Output exactly the lines that run from the top of the entries to the line holding "use recruit_core::Row;", including both of those lines.
━━ Exercise data ━━
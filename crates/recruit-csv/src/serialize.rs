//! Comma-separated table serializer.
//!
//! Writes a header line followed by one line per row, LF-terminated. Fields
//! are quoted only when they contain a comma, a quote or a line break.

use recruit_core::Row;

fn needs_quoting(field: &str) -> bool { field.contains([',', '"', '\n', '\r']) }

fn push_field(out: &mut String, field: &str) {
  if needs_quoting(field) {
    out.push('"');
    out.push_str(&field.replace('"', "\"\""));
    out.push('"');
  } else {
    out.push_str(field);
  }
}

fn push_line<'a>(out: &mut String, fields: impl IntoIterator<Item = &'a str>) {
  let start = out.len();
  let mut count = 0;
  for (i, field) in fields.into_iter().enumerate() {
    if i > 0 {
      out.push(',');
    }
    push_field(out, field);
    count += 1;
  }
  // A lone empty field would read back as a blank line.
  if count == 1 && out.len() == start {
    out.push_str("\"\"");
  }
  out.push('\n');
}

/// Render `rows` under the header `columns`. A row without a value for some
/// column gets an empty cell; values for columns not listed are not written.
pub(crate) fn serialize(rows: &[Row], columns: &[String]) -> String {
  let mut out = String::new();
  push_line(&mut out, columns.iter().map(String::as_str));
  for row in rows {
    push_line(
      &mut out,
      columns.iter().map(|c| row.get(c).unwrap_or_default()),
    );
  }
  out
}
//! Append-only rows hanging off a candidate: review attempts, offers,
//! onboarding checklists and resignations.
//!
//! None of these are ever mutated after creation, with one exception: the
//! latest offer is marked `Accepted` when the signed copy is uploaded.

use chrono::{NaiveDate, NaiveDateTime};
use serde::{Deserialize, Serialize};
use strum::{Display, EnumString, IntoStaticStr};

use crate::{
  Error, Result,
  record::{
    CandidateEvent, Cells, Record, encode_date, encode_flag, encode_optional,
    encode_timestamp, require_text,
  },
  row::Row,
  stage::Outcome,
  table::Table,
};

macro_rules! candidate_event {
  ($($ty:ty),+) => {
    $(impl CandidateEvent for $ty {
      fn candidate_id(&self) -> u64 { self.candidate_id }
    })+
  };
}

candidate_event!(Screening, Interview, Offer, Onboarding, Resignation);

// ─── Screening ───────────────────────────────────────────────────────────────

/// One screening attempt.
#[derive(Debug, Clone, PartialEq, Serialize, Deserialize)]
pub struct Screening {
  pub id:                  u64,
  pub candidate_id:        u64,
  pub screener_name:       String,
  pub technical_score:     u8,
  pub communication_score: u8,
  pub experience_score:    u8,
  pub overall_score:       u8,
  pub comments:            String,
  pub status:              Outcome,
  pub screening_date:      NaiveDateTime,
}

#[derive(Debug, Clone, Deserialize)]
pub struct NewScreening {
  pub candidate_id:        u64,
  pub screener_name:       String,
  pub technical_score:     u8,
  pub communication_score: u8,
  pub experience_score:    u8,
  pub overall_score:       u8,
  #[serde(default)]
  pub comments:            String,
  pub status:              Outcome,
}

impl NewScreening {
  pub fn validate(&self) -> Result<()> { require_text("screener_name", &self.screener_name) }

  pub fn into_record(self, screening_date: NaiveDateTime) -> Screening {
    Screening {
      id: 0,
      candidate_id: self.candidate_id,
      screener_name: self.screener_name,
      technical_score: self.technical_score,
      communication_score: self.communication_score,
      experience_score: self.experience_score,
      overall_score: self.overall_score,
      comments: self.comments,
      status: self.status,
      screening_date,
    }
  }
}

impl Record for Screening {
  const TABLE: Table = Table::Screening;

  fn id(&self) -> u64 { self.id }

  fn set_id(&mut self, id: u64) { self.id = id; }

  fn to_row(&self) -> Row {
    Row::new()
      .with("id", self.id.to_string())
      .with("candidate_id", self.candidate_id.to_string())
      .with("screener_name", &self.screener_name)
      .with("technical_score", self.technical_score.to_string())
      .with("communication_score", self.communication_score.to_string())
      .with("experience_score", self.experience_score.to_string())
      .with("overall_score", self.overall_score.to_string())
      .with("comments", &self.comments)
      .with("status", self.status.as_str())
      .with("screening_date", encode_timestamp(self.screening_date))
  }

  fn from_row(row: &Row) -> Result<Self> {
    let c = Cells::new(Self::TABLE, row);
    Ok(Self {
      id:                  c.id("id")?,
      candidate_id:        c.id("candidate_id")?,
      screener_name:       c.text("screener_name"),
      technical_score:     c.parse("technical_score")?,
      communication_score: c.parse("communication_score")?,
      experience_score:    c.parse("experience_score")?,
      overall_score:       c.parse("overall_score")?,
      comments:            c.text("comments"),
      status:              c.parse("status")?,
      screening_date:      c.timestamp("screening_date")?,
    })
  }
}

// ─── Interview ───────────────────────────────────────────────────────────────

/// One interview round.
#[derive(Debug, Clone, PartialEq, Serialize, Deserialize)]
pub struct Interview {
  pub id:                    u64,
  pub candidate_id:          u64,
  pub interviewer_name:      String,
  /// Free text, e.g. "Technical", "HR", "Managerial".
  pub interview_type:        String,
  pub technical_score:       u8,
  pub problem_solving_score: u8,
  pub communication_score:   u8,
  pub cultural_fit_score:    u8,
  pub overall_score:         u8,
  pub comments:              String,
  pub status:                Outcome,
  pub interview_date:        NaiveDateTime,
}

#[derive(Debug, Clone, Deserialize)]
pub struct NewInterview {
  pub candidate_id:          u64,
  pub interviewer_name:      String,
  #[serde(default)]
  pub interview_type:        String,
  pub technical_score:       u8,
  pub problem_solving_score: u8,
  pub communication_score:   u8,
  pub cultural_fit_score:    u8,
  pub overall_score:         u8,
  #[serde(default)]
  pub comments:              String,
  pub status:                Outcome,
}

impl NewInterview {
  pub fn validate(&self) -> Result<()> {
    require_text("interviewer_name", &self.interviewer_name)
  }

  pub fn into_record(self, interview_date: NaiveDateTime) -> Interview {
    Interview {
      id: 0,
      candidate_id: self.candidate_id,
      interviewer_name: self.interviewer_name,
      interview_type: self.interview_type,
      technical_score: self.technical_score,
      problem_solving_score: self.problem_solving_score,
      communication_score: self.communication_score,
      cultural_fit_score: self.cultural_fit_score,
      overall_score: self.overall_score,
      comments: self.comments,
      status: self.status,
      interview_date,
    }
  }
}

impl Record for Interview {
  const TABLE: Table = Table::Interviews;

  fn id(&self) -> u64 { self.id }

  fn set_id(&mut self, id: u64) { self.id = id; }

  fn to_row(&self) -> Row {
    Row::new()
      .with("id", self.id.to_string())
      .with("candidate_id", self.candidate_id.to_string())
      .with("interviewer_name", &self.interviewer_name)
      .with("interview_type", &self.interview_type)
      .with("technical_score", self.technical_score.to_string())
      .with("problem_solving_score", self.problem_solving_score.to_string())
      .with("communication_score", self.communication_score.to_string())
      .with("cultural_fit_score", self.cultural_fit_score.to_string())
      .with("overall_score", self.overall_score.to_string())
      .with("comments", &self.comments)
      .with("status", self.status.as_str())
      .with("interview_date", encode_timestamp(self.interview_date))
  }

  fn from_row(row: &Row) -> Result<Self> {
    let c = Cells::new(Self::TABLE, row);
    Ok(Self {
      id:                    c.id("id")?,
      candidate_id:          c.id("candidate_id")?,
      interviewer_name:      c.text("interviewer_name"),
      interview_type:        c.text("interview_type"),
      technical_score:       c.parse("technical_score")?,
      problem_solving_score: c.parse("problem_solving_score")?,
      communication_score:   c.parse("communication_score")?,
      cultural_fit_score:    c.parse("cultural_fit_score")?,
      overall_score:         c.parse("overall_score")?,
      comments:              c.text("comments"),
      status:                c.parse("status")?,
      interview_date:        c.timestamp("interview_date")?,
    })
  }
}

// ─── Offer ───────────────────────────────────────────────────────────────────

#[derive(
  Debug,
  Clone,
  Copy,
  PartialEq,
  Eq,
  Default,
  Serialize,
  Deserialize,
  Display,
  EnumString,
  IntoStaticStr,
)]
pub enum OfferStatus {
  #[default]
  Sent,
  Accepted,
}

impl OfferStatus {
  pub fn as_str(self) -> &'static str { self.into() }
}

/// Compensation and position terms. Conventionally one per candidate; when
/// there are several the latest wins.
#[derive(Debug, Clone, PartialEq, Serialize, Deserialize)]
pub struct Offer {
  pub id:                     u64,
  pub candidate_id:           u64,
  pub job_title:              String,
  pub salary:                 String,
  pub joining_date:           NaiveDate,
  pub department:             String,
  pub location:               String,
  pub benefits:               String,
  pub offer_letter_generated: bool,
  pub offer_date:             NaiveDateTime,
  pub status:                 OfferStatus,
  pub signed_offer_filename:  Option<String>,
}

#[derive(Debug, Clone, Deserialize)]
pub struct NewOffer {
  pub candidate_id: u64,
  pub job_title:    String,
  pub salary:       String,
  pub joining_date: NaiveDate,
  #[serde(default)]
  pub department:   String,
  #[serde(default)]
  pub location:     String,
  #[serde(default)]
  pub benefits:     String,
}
━━━
* [Result below]:
filename crates/recruit-csv/src/serialize.rs
//! Comma-separated table serializer.
//!
//! Writes a header line followed by one line per row, LF-terminated. Fields
//! are quoted only when they contain a comma, a quote or a line break.

use recruit_core::Row;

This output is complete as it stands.